(Collected data entries)
//! Login sessions
//!
//! A session is an opaque token bound to a user id with an expiry, kept in
//! `session.json` under the data directory. The token carries no user data;
//! the user is looked up in the record store on every read.

use std::path::PathBuf;

use chrono::{DateTime, Duration, Utc};
use serde::{Deserialize, Serialize};
use tracing::{debug, warn};
use uuid::Uuid;

use crate::config::PettyPaths;
use crate::error::PettyResult;
use crate::models::{User, UserId};
use crate::storage::{read_json, remove_if_exists, write_json_atomic, RecordStore};

#[derive(Debug, Clone, PartialEq, Eq, Serialize, Deserialize)]
#[serde(rename_all = "camelCase")]
pub struct SessionRecord {
    pub token: Uuid,
    pub user_id: UserId,
    pub created_at: DateTime<Utc>,
    pub expires_at: DateTime<Utc>,
}

impl SessionRecord {
    pub fn is_expired(&self, now: DateTime<Utc>) -> bool {
        now >= self.expires_at
    }
}

/// Reads and writes the session file
pub struct SessionService {
    path: PathBuf,
    ttl: Duration,
}

impl SessionService {
    pub fn new(paths: &PettyPaths, ttl_hours: i64) -> Self {
        Self::with_ttl(paths.session_file(), Duration::hours(ttl_hours))
    }

    pub fn with_ttl(path: PathBuf, ttl: Duration) -> Self {
        Self { path, ttl }
    }

    /// Start a session for `user`, replacing any existing one
    pub fn create_session(&self, user: &User) -> PettyResult<SessionRecord> {
        let now = Utc::now();
        let record = SessionRecord {
            token: Uuid::new_v4(),
            user_id: user.id.clone(),
            created_at: now,
            expires_at: now + self.ttl,
        };
        write_json_atomic(&self.path, &record)?;
        debug!(user = %user.id, expires_at = %record.expires_at, "session created");
        Ok(record)
    }

    /// The logged-in user, if there is a live session for one that still exists
    ///
    /// A missing, unreadable or expired session reads as logged out. Expired
    /// sessions are removed.
    pub fn get_session(&self, store: &RecordStore) -> Option<User> {
        let record = match read_json::<Option<SessionRecord>, _>(&self.path) {
            Ok(Some(record)) => record,
            Ok(None) => return None,
            Err(e) => {
                warn!(error = %e, "ignoring unreadable session file");
                return None;
            }
        };

        if record.is_expired(Utc::now()) {
            warn!(user = %record.user_id, "session expired");
            if let Err(e) = self.delete_session() {
                warn!(error = %e, "failed to remove expired session");
            }
            return None;
        }

        match store.users().find(&record.user_id) {
            Ok(user) => user,
            Err(e) => {
                warn!(error = %e, "failed to look up session user");
                None
            }
        }
    }

    pub fn delete_session(&self) -> PettyResult<()> {
        remove_if_exists(&self.path)
    }
}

(Work to be completed)
Output only the lines running from the line with "pub fn delete_session(&self)" through the final line of the data, inclusive.

(Final answer)
    pub fn delete_session(&self) -> PettyResult<()> {
        remove_if_exists(&self.path)
    }
}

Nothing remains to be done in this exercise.